All the usable spectrum that exists is assigned to someone and all of it is jealously guarded. A great deal of it is controlled by government and we don’t know how, or even if, some of it is used. But prying it loose will be very, very difficult.
The richest block of spectrum available is being used for over-the-air television broadcasts. The more than 200 MHz of prime bandwidth assigned to broadcast TV should and be put to a better use.
A half-measure is now underway to recover unused bits of the TV spectrum. Congress last year authorized “incentive auctions,” in which licensees can voluntarily give up unused spectrum and share in the proceeds when the government auctions it off for mobile data use. Even though broadcasters are being allowed to sell something they don’t actually own–channels were originally given to licensees to act as stewards of the “public convenience and necessity”—they have shown no great enthusiasm for the process. It’s far from clear how much spectrum will be freed through the process.

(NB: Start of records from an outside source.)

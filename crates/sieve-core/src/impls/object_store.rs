//! ObjectStoreBackend - S3-compatible object store over HTTP.
//!
//! Works against AWS S3, MinIO, and GCS through its S3 interoperability endpoint
//! (HMAC keys). Path-style addressing: `{endpoint}/{bucket}/{key}`.
//!
//! # Lazy client
//! Construction never touches the network or the credentials. The HTTP client
//! and signer are built on first use and then shared read-only, so a process can
//! start with the backend configured before credentials are available.

use std::sync::Arc;
use std::time::Duration;

use async_trait::async_trait;
use bytes::Bytes;
use reqwest::{Method, StatusCode};
use tokio::sync::OnceCell;
use tracing::{debug, info};
use url::Url;

use super::sigv4::{Credentials, Signer, encode_key};
use crate::domain::{BackendKind, ErrorKind, StorageError};
use crate::ports::storage::validate_key;
use crate::ports::{Clock, SignedUrl, StorageBackend};

const ACCESS_KEY_ENV: &str = "AWS_ACCESS_KEY_ID";
const SECRET_KEY_ENV: &str = "AWS_SECRET_ACCESS_KEY";

/// Connection settings for the object store.
#[derive(Debug, Clone)]
pub struct ObjectStoreSettings {
    /// e.g. `https://storage.googleapis.com`, `http://127.0.0.1:9000`
    pub endpoint: Url,
    pub bucket: String,
    pub region: String,
    /// Sent as `x-goog-project-id` when set.
    pub project_id: Option<String>,
    /// `None`: read `AWS_ACCESS_KEY_ID` / `AWS_SECRET_ACCESS_KEY` on first use.
    pub credentials: Option<Credentials>,
    pub request_timeout: Duration,
}

struct Client {
    http: reqwest::Client,
    signer: Signer,
}

pub struct ObjectStoreBackend {
    settings: ObjectStoreSettings,
    clock: Arc<dyn Clock>,
    client: OnceCell<Client>,
}

impl ObjectStoreBackend {
    /// Cheap: nothing is validated against the remote side here.
    pub fn new(settings: ObjectStoreSettings, clock: Arc<dyn Clock>) -> Self {
        Self {
            settings,
            clock,
            client: OnceCell::new(),
        }
    }

    pub fn bucket(&self) -> &str {
        &self.settings.bucket
    }

    /// Whether the client has been built yet.
    pub fn is_initialized(&self) -> bool {
        self.client.initialized()
    }

    async fn client(&self) -> Result<&Client, StorageError> {
        self.client
            .get_or_try_init(|| async {
                let credentials = match &self.settings.credentials {
                    Some(c) => c.clone(),
                    None => credentials_from_env()?,
                };
                let http = reqwest::Client::builder()
                    .timeout(self.settings.request_timeout)
                    .build()
                    .map_err(|e| {
                        StorageError::with_source(
                            ErrorKind::Infrastructure,
                            "failed to build http client",
                            e,
                        )
                    })?;
                info!(
                    endpoint = %self.settings.endpoint,
                    bucket = %self.settings.bucket,
                    "object store client initialized"
                );
                Ok::<Client, StorageError>(Client {
                    http,
                    signer: Signer::new(credentials, self.settings.region.clone()),
                })
            })
            .await
    }

    fn object_url(&self, path: &str) -> Result<Url, StorageError> {
        let key = validate_key(path)?;
        let raw = format!(
            "{}/{}/{}",
            self.settings.endpoint.as_str().trim_end_matches('/'),
            encode_key(&self.settings.bucket),
            encode_key(key)
        );
        Url::parse(&raw).map_err(|e| {
            StorageError::with_source(ErrorKind::Permanent, format!("bad object url for {key}"), e)
        })
    }

    async fn send(
        &self,
        method: Method,
        path: &str,
        body: Bytes,
    ) -> Result<reqwest::Response, StorageError> {
        let client = self.client().await?;
        let url = self.object_url(path)?;

        let mut extra = Vec::new();
        if let Some(project) = &self.settings.project_id {
            extra.push(("x-goog-project-id".to_string(), project.clone()));
        }
        let signed = client
            .signer
            .sign_headers(method.as_str(), &url, &extra, &body, self.clock.now());

        let mut request = client.http.request(method.clone(), url);
        for (name, value) in extra.iter().chain(signed.iter()) {
            request = request.header(name.as_str(), value.as_str());
        }
        if method == Method::PUT {
            request = request.body(body);
        }
        request.send().await.map_err(|e| {
            let kind = if e.is_timeout() || e.is_connect() {
                ErrorKind::Transient
            } else {
                ErrorKind::Infrastructure
            };
            StorageError::with_source(kind, format!("{method} {path} failed"), e)
        })
    }
}

fn credentials_from_env() -> Result<Credentials, StorageError> {
    let access = std::env::var(ACCESS_KEY_ENV).ok();
    let secret = std::env::var(SECRET_KEY_ENV).ok();
    match (access, secret) {
        (Some(a), Some(s)) if !a.is_empty() && !s.is_empty() => Ok(Credentials::new(a, s)),
        _ => Err(StorageError::backend(
            ErrorKind::Infrastructure,
            format!("object store credentials missing (set {ACCESS_KEY_ENV} and {SECRET_KEY_ENV})"),
        )),
    }
}

fn status_error(status: StatusCode, what: &str) -> StorageError {
    let kind = if status.is_server_error()
        || status == StatusCode::TOO_MANY_REQUESTS
        || status == StatusCode::REQUEST_TIMEOUT
    {
        ErrorKind::Transient
    } else {
        ErrorKind::Permanent
    };
    StorageError::backend(kind, format!("{what}: object store answered {status}"))
}

#[async_trait]
impl StorageBackend for ObjectStoreBackend {
    fn kind(&self) -> BackendKind {
        BackendKind::ObjectStore
    }

    async fn save(&self, path: &str, data: Bytes) -> Result<(), StorageError> {
        let len = data.len();
        let response = self.send(Method::PUT, path, data).await?;
        if !response.status().is_success() {
            return Err(status_error(response.status(), &format!("PUT {path}")));
        }
        debug!(path, bytes = len, bucket = %self.settings.bucket, "uploaded object");
        Ok(())
    }

    async fn read(&self, path: &str) -> Result<Bytes, StorageError> {
        let response = self.send(Method::GET, path, Bytes::new()).await?;
        match response.status() {
            s if s.is_success() => response.bytes().await.map_err(|e| {
                StorageError::with_source(ErrorKind::Transient, format!("GET {path} body"), e)
            }),
            StatusCode::NOT_FOUND => Err(StorageError::NotFound(path.to_string())),
            s => Err(status_error(s, &format!("GET {path}"))),
        }
    }

    async fn exists(&self, path: &str) -> Result<bool, StorageError> {
        let response = self.send(Method::HEAD, path, Bytes::new()).await?;
        match response.status() {
            s if s.is_success() => Ok(true),
            StatusCode::NOT_FOUND => Ok(false),
            s => Err(status_error(s, &format!("HEAD {path}"))),
        }
    }

    async fn delete(&self, path: &str) -> Result<(), StorageError> {
        let response = self.send(Method::DELETE, path, Bytes::new()).await?;
        match response.status() {
            s if s.is_success() => Ok(()),
            StatusCode::NOT_FOUND => Ok(()),
            s => Err(status_error(s, &format!("DELETE {path}"))),
        }
    }

    async fn signed_url(&self, path: &str, expiration: Duration) -> Result<SignedUrl, StorageError> {
        let client = self.client().await?;
        let url = self.object_url(path)?;
        let now = self.clock.now();
        let signed = client.signer.presign(&url, expiration, now).map_err(|e| {
            StorageError::with_source(ErrorKind::Permanent, format!("cannot sign {path}"), e)
        })?;
        let expires_at = now
            + chrono::Duration::from_std(expiration).map_err(|e| {
                StorageError::with_source(ErrorKind::Permanent, "expiration out of range", e)
            })?;
        Ok(SignedUrl::Url {
            url: signed.into(),
            expires_at,
        })
    }
}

One thing we do know is that it is going to take a very long time. TV channels are assigned in 6 MHz slices and to make the freed spectrum more useful for data, the plan is to “repack” the surviving channels to create bigger contiguous blocks of bandwidth to be sold. But this means that some channels will have to be reassigned to new frequencies, a tedious business. The National Assn. of Broadcasters has never been very enthusiastic about the incentive auctions and is doing its best to delay the process.

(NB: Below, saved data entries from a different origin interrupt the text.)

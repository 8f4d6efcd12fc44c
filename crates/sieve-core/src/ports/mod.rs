//! Ports - 抽象化レイヤー
//!
//! 各 trait はオーケストレーションの外側（成果物ストレージ、変換処理、時刻、ID 生成）
//! との境界。実装は `impls` に置き、アプリケーション層は trait だけを見る。

pub mod clock;
pub mod id_generator;
pub mod storage;
pub mod task_registry;
pub mod transformer;

pub use self::clock::{Clock, FixedClock, SystemClock};
pub use self::id_generator::{IdGenerator, UlidGenerator};
pub use self::storage::{SignedUrl, StorageBackend};
pub use self::task_registry::{TaskCounts, TaskRegistry};
pub use self::transformer::{ProgressReporter, Transformer};
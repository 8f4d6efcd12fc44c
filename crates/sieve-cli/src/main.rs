use std::collections::HashMap;
use std::path::{Path, PathBuf};
use std::time::Duration;

use anyhow::{Context, bail};
use clap::{Parser, Subcommand};
use tokio::time::sleep;
use tracing::{info, warn};
use tracing_subscriber::EnvFilter;

use sieve_core::app::{App, AppBuilder, DownloadDescriptor};
use sieve_core::{Config, TaskId, TaskStatus, TaskStatusView};

#[derive(Debug, Parser)]
#[command(name = "sieve", version, about = "Submit media files for transformation and fetch the results")]
struct Cli {
    #[command(subcommand)]
    command: Command,
}

#[derive(Debug, Subcommand)]
enum Command {
    /// Submit files, wait for every task to finish, then fetch the outputs.
    Submit {
        /// Files to submit.
        #[arg(required = true)]
        files: Vec<PathBuf>,

        /// Where streamed outputs are written.
        #[arg(long, default_value = ".")]
        out: PathBuf,

        /// Status polling interval in milliseconds.
        #[arg(long, default_value_t = 500)]
        poll_ms: u64,

        /// Print status updates and download descriptors as JSON lines.
        #[arg(long)]
        json: bool,
    },
}

#[tokio::main]
async fn main() -> anyhow::Result<()> {
    // .env はなくてもよい
    dotenv::dotenv().ok();
    tracing_subscriber::fmt()
        .with_env_filter(EnvFilter::try_from_default_env().unwrap_or_else(|_| EnvFilter::new("info")))
        .with_target(false)
        .init();

    let cli = Cli::parse();
    match cli.command {
        Command::Submit {
            files,
            out,
            poll_ms,
            json,
        } => {
            let config = Config::from_env()?;
            let app = AppBuilder::new(config)
                .build()
                .await
                .context("failed to start")?;
            let result = submit_and_fetch(&app, &files, &out, Duration::from_millis(poll_ms.max(10)), json).await;
            app.shutdown().await;
            result
        }
    }
}

async fn submit_and_fetch(
    app: &App,
    files: &[PathBuf],
    out: &Path,
    poll: Duration,
    json: bool,
) -> anyhow::Result<()> {
    let mut pending: HashMap<TaskId, PathBuf> = HashMap::new();
    for file in files {
        let data = tokio::fs::read(file)
            .await
            .with_context(|| format!("cannot read {}", file.display()))?;
        let name = file
            .file_name()
            .map(|n| n.to_string_lossy().into_owned())
            .unwrap_or_default();
        let id = app
            .submit(data.into(), &name)
            .await
            .with_context(|| format!("submission of {} rejected", file.display()))?;
        info!(task_id = %id, file = %file.display(), "submitted");
        pending.insert(id, file.clone());
    }

    let mut last_seen: HashMap<TaskId, (TaskStatus, u8)> = HashMap::new();
    let mut failed = 0usize;
    while !pending.is_empty() {
        tokio::select! {
            _ = tokio::signal::ctrl_c() => {
                warn!(remaining = pending.len(), "interrupted, waiting for running tasks to finish");
                bail!("interrupted");
            }
            _ = sleep(poll) => {}
        }

        let ids: Vec<TaskId> = pending.keys().copied().collect();
        for id in ids {
            let view = app.status(id).await?;
            let seen = (view.status, view.progress);
            if last_seen.insert(id, seen) != Some(seen) {
                report(&view, json)?;
            }
            if !view.is_terminal() {
                continue;
            }
            let source = pending.remove(&id).unwrap_or_default();
            if view.status == TaskStatus::Error {
                failed += 1;
                eprintln!(
                    "{} failed: {}",
                    source.display(),
                    view.error.as_deref().unwrap_or("unknown error")
                );
                continue;
            }
            fetch(app, id, view.download, out, json).await?;
        }
    }

    if failed > 0 {
        bail!("{failed} of {} tasks failed", files.len());
    }
    Ok(())
}

fn report(view: &TaskStatusView, json: bool) -> anyhow::Result<()> {
    if json {
        println!("{}", serde_json::to_string(view)?);
    } else {
        println!("{} {} {}%", view.task_id, view.status, view.progress);
    }
    Ok(())
}

async fn fetch(
    app: &App,
    id: TaskId,
    polled: Option<DownloadDescriptor>,
    out: &Path,
    json: bool,
) -> anyhow::Result<()> {
    // 完了ステータスには記述子が付いている（json モードでは出力済み）
    let descriptor = match polled {
        Some(descriptor) => descriptor,
        None => {
            let descriptor = app.resolve_download(id).await?;
            if json {
                println!("{}", serde_json::to_string(&descriptor)?);
            }
            descriptor
        }
    };
    match descriptor {
        DownloadDescriptor::Redirect { url, expires_at } => {
            if !json {
                println!("{id} download (valid until {expires_at}): {url}");
            }
        }
        DownloadDescriptor::Stream {
            location,
            file_name,
        } => {
            let data = app.router.open_stream(&location).await?;
            tokio::fs::create_dir_all(out)
                .await
                .with_context(|| format!("cannot create {}", out.display()))?;
            let target = out.join(&file_name);
            tokio::fs::write(&target, &data)
                .await
                .with_context(|| format!("cannot write {}", target.display()))?;
            if !json {
                println!("{id} saved to {}", target.display());
            }
        }
    }
    Ok(())
}
//! Domain - ドメインモデル（ID、ステータス、タスクレコード、保存先、エラー）

pub mod errors;
pub mod ids;
pub mod location;
pub mod state;
pub mod task;

pub use self::errors::{ErrorKind, SieveError, StorageError, TransformError, TransitionError};
pub use self::ids::{ParseTaskIdError, TaskId};
pub use self::location::{BackendKind, ParseBackendKindError, StorageLocation};
pub use self::state::TaskStatus;
pub use self::task::Task;
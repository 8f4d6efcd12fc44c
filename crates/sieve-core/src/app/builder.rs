//! AppBuilder - アプリケーションの構築と配線
//!
//! # 責務
//! - 何かを起動する前に設定を検証する（fail fast）
//! - ストレージバックエンドを設定から 1 回だけ選ぶ（注入されていればそれを使う）
//! - registry / processor / router / worker group をつなぐ

use std::sync::Arc;

use bytes::Bytes;
use tracing::info;

use super::processor::TaskProcessor;
use super::retrieval::{DownloadDescriptor, RetrievalRouter};
use super::status::TaskStatusView;
use super::worker_loop::WorkerGroup;
use crate::config::Config;
use crate::domain::{BackendKind, SieveError, TaskId};
use crate::impls::{
    CommandTransformer, FilesystemBackend, InMemoryBackend, InMemoryTaskRegistry,
    ObjectStoreBackend,
};
use crate::ports::{Clock, StorageBackend, SystemClock, TaskRegistry, Transformer, UlidGenerator};

/// AppBuilder は `Config` から `App` を組み立てる
///
/// # 使用例
/// ```ignore
/// let app = AppBuilder::new(Config::from_env()?)
///     .transformer(Arc::new(my_transformer))
///     .build()
///     .await?;
/// let id = app.processor.submit(bytes, "clip.mp4").await?;
/// ```
///
/// # Fail-fast 設計
/// - 最初に `Config::validate()` を実行
/// - transformer がない（注入なし、`transform_command` もなし）場合はエラー
/// - ファイルシステムバックエンドはここでルートを作るので、使えないルートは `build()` で失敗する
pub struct AppBuilder {
    config: Config,
    storage: Option<Arc<dyn StorageBackend>>,
    transformer: Option<Arc<dyn Transformer>>,
    clock: Option<Arc<dyn Clock>>,
}

impl AppBuilder {
    pub fn new(config: Config) -> Self {
        Self {
            config,
            storage: None,
            transformer: None,
            clock: None,
        }
    }

    /// `storage_backend` の指定ではなく、このバックエンドを使う
    pub fn storage(mut self, storage: Arc<dyn StorageBackend>) -> Self {
        self.storage = Some(storage);
        self
    }

    /// `transform_command` ではなく、この transformer を使う
    pub fn transformer(mut self, transformer: Arc<dyn Transformer>) -> Self {
        self.transformer = Some(transformer);
        self
    }

    pub fn clock(mut self, clock: Arc<dyn Clock>) -> Self {
        self.clock = Some(clock);
        self
    }

    /// 検証、配線、ワーカー起動。tokio ランタイム内で呼ぶこと
    pub async fn build(self) -> Result<App, SieveError> {
        self.config.validate()?;
        let config = self.config;
        let clock = self.clock.unwrap_or_else(|| Arc::new(SystemClock));

        let transformer = match self.transformer {
            Some(t) => t,
            None => {
                let line = config.transform_command.as_deref().ok_or_else(|| {
                    SieveError::Config(
                        "no transformer configured (set SIEVE_TRANSFORM_COMMAND)".into(),
                    )
                })?;
                let command = CommandTransformer::from_command_line(line).ok_or_else(|| {
                    SieveError::Config("transform_command is empty".into())
                })?;
                Arc::new(command) as Arc<dyn Transformer>
            }
        };

        let storage = match self.storage {
            Some(s) => s,
            None => select_backend(&config, clock.clone()).await?,
        };

        let registry: Arc<dyn TaskRegistry> = Arc::new(InMemoryTaskRegistry::new(
            Arc::new(UlidGenerator::new(clock.clone())),
            clock.clone(),
        ));
        let (processor, jobs) = TaskProcessor::new(
            registry.clone(),
            storage.clone(),
            transformer,
            clock,
            config.processor_settings(),
        );
        let processor = Arc::new(processor);
        let router = RetrievalRouter::new(registry.clone(), storage.clone())
            .with_ttl(config.signed_url_ttl());
        let workers = WorkerGroup::spawn(config.workers, jobs, processor.clone());

        info!(
            backend = %storage.kind(),
            workers = config.workers,
            "app ready"
        );
        Ok(App {
            processor,
            router,
            registry,
            storage,
            workers,
        })
    }
}

/// `storage_backend` が指すバックエンドを作る
async fn select_backend(
    config: &Config,
    clock: Arc<dyn Clock>,
) -> Result<Arc<dyn StorageBackend>, SieveError> {
    let backend: Arc<dyn StorageBackend> = match config.backend_kind()? {
        BackendKind::Local => Arc::new(FilesystemBackend::new(&config.local_root).await?),
        BackendKind::ObjectStore => Arc::new(ObjectStoreBackend::new(
            config.object_store_settings()?,
            clock,
        )),
        BackendKind::Memory => Arc::new(InMemoryBackend::new()),
    };
    Ok(backend)
}

/// 起動済みのアプリケーション
///
/// 呼び出し側が使うのは `submit`, `status`, `resolve_download` の 3 つ。
/// 件数の取得やストリーミングが必要な場合に備えて構成要素も公開している。
pub struct App {
    pub processor: Arc<TaskProcessor>,
    pub router: RetrievalRouter,
    pub registry: Arc<dyn TaskRegistry>,
    pub storage: Arc<dyn StorageBackend>,
    workers: WorkerGroup,
}

impl App {
    pub async fn submit(&self, data: Bytes, original_name: &str) -> Result<TaskId, SieveError> {
        self.processor.submit(data, original_name).await
    }

    /// タスクのステータス。完了タスクにはダウンロード情報が付く
    pub async fn status(&self, task_id: TaskId) -> Result<TaskStatusView, SieveError> {
        self.router.status(task_id).await
    }

    pub async fn resolve_download(
        &self,
        task_id: TaskId,
    ) -> Result<DownloadDescriptor, SieveError> {
        self.router.resolve_download(task_id).await
    }

    pub fn worker_count(&self) -> usize {
        self.workers.len()
    }

    /// 新規投入を拒否し、受理済みのタスクをすべて終えてからワーカーを止める
    pub async fn shutdown(self) {
        self.workers.shutdown_and_join().await;
    }
}

#[cfg(test)]
mod tests {
    use super::*;
    use crate::domain::TransformError;
    use crate::ports::ProgressReporter;
    use async_trait::async_trait;
    use std::path::{Path, PathBuf};

    struct Identity;

    #[async_trait]
    impl Transformer for Identity {
        async fn transform(
            &self,
            input: &Path,
            workdir: &Path,
            _progress: ProgressReporter,
        ) -> Result<PathBuf, TransformError> {
            let out = workdir.join("out.bin");
            tokio::fs::copy(input, &out).await?;
            Ok(out)
        }
    }

    fn config(dir: &Path) -> Config {
        Config {
            local_root: dir.join("store"),
            scratch_dir: Some(dir.join("scratch")),
            ..Config::default()
        }
    }

    #[tokio::test]
    async fn build_success_with_local_backend() {
        let dir = tempfile::tempdir().unwrap();
        let app = AppBuilder::new(config(dir.path()))
            .transformer(Arc::new(Identity))
            .build()
            .await
            .unwrap();

        assert_eq!(app.storage.kind(), BackendKind::Local);
        assert_eq!(app.worker_count(), 2);
        assert_eq!(app.router.ttl().as_secs(), 3600);
        assert!(dir.path().join("store").is_dir());
        app.shutdown().await;
    }

    #[tokio::test]
    async fn build_without_transformer_fails() {
        let dir = tempfile::tempdir().unwrap();
        let result = AppBuilder::new(config(dir.path())).build().await;
        assert!(matches!(result, Err(SieveError::Config(_))));
    }

    #[tokio::test]
    async fn transform_command_is_used_when_nothing_injected() {
        let dir = tempfile::tempdir().unwrap();
        let config = Config {
            transform_command: Some("cp {input} {output}".into()),
            ..config(dir.path())
        };
        let app = AppBuilder::new(config).build().await.unwrap();
        app.shutdown().await;
    }

    #[tokio::test]
    async fn invalid_config_fails_before_anything_starts() {
        let dir = tempfile::tempdir().unwrap();
        let config = Config {
            storage_backend: "object_store".into(),
            bucket: None,
            ..config(dir.path())
        };
        let result = AppBuilder::new(config)
            .transformer(Arc::new(Identity))
            .build()
            .await;
        assert!(matches!(result, Err(SieveError::Config(_))));
        assert!(!dir.path().join("store").exists());
    }

    #[tokio::test]
    async fn object_store_backend_is_lazy() {
        let dir = tempfile::tempdir().unwrap();
        let config = Config {
            storage_backend: "object_store".into(),
            bucket: Some("media".into()),
            endpoint: "http://127.0.0.1:1".into(),
            ..config(dir.path())
        };
        // 認証情報なし: 構築はできる（まだどこにも接続しない）
        let app = AppBuilder::new(config)
            .transformer(Arc::new(Identity))
            .build()
            .await
            .unwrap();
        assert_eq!(app.storage.kind(), BackendKind::ObjectStore);
        app.shutdown().await;
    }

    #[tokio::test]
    async fn injected_storage_wins() {
        let dir = tempfile::tempdir().unwrap();
        let app = AppBuilder::new(config(dir.path()))
            .storage(Arc::new(InMemoryBackend::new()))
            .transformer(Arc::new(Identity))
            .build()
            .await
            .unwrap();
        assert_eq!(app.storage.kind(), BackendKind::Memory);
        assert!(!dir.path().join("store").exists());
        app.shutdown().await;
    }
}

Then whole process is too much trouble for too little gain. The better question is why we are dedicating any spectrum to over-the-air TV. The fact is that relatively few people watch it. While there is some dispute over the numbers, it appears that about three-quarters of Americans get their television primarily or exclusively by cable or satellite, whether as traditional scheduled programming or content delivered over-the-top on the internet. Cable or satellite service is available to virtually all of U.S. households, and the relatively few exceptions are most likely out of broadcast range as well. Dedicating so much bandwidth to serve and ever-shrinking audience seems foolish.

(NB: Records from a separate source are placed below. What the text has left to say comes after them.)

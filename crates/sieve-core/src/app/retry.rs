//! Retry policy: how many times a transient storage failure is retried, and how long to wait.

use std::time::Duration;

/// Retry policy for output uploads.
///
/// `max_attempts` counts the first try, so `1` means "no retry".
/// Delays grow exponentially: `base_delay * multiplier^(attempt - 1)`.
#[derive(Debug, Clone, PartialEq)]
pub struct RetryPolicy {
    pub max_attempts: u32,

    /// Delay after the first failure.
    pub base_delay: Duration,

    pub multiplier: f64,
}

impl RetryPolicy {
    /// Single attempt. Storage failures surface immediately.
    pub fn no_retry() -> Self {
        Self::with_attempts(1)
    }

    /// `max_attempts` tries with a 500ms base delay, doubling.
    pub fn with_attempts(max_attempts: u32) -> Self {
        Self {
            max_attempts: max_attempts.max(1),
            base_delay: Duration::from_millis(500),
            multiplier: 2.0,
        }
    }

    /// Whether another attempt is allowed after `attempts` failed ones.
    pub fn should_retry(&self, attempts: u32) -> bool {
        attempts < self.max_attempts
    }

    /// Delay before the next try, given the number of attempts already made (1-indexed).
    ///
    /// Example with base_delay=500ms, multiplier=2.0:
    /// - after attempt 1: 500ms
    /// - after attempt 2: 1s
    /// - after attempt 3: 2s
    pub fn next_delay(&self, attempts: u32) -> Duration {
        let base_secs = self.base_delay.as_secs_f64();
        let delay_secs = base_secs * self.multiplier.powi(attempts.saturating_sub(1) as i32);
        Duration::from_secs_f64(delay_secs)
    }
}

impl Default for RetryPolicy {
    fn default() -> Self {
        Self::no_retry()
    }
}
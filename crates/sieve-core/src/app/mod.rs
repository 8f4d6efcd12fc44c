//! App - アプリケーション層
//!
//! ports を組み合わせて、呼び出し側に見せる 3 つの操作を提供する:
//! `submit`, `status`, `resolve_download`
//!
//! # 構成要素
//! - **AppBuilder**: 設定、バックエンド選択、配線
//! - **TaskProcessor**: 投入とタスクごとのパイプライン
//! - **WorkerGroup**: processor のキューを消化するワーカー群
//! - **RetrievalRouter**: 完了タスクをリダイレクトするかストリームするかの判断
//! - **ScratchSpace**: タスクごとの作業ディレクトリのガード
//! - **RetryPolicy**: 出力アップロードの再試行

pub mod builder;
pub mod processor;
pub mod retrieval;
pub mod retry;
pub mod scratch;
pub mod status;
pub mod worker_loop;

pub use self::builder::{App, AppBuilder};
pub use self::processor::{JobReceiver, ProcessorSettings, TaskProcessor, sanitize_name};
pub use self::retrieval::{DEFAULT_SIGNED_URL_TTL, DownloadDescriptor, RetrievalRouter};
pub use self::retry::RetryPolicy;
pub use self::scratch::ScratchSpace;
pub use self::status::TaskStatusView;
pub use self::worker_loop::WorkerGroup;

Unfortunately, I don’t think we’ll see the end will come for over-the-air TV any time in the foreseeable future. The deck is too heavily stacked against it. Broadcasters, of course, hate the idea and they remain very powerful in Washington, less because of their campaign contributions than because they control the free exposure on local TV that candidates for Congress depend on. The Federal Communications Commission doesn’t like the idea either because without over-the-air broadcasts the commission would effectively lose all power to regulate television, and regulators do like to regulate. Some will object that free television is a basic right that must be preserved. If so, it is a right that fewer and fewer people seem to care about. If we decide as a matter of public policy that free or very low cost TV should be provided for the poor, it would not be hard to devise something like the (increasingly pointless) lifeline basic landline telephone service. The government could easily afford to pay for it out of the many billions of dollars that auctioning TV spectru would yield.
You need not be a very astute observer of th Washington scene to know that the fact that something should happen is no reason whatever to believe that it will. Still reusing all that underused TV spectrum is something worth dreaming about.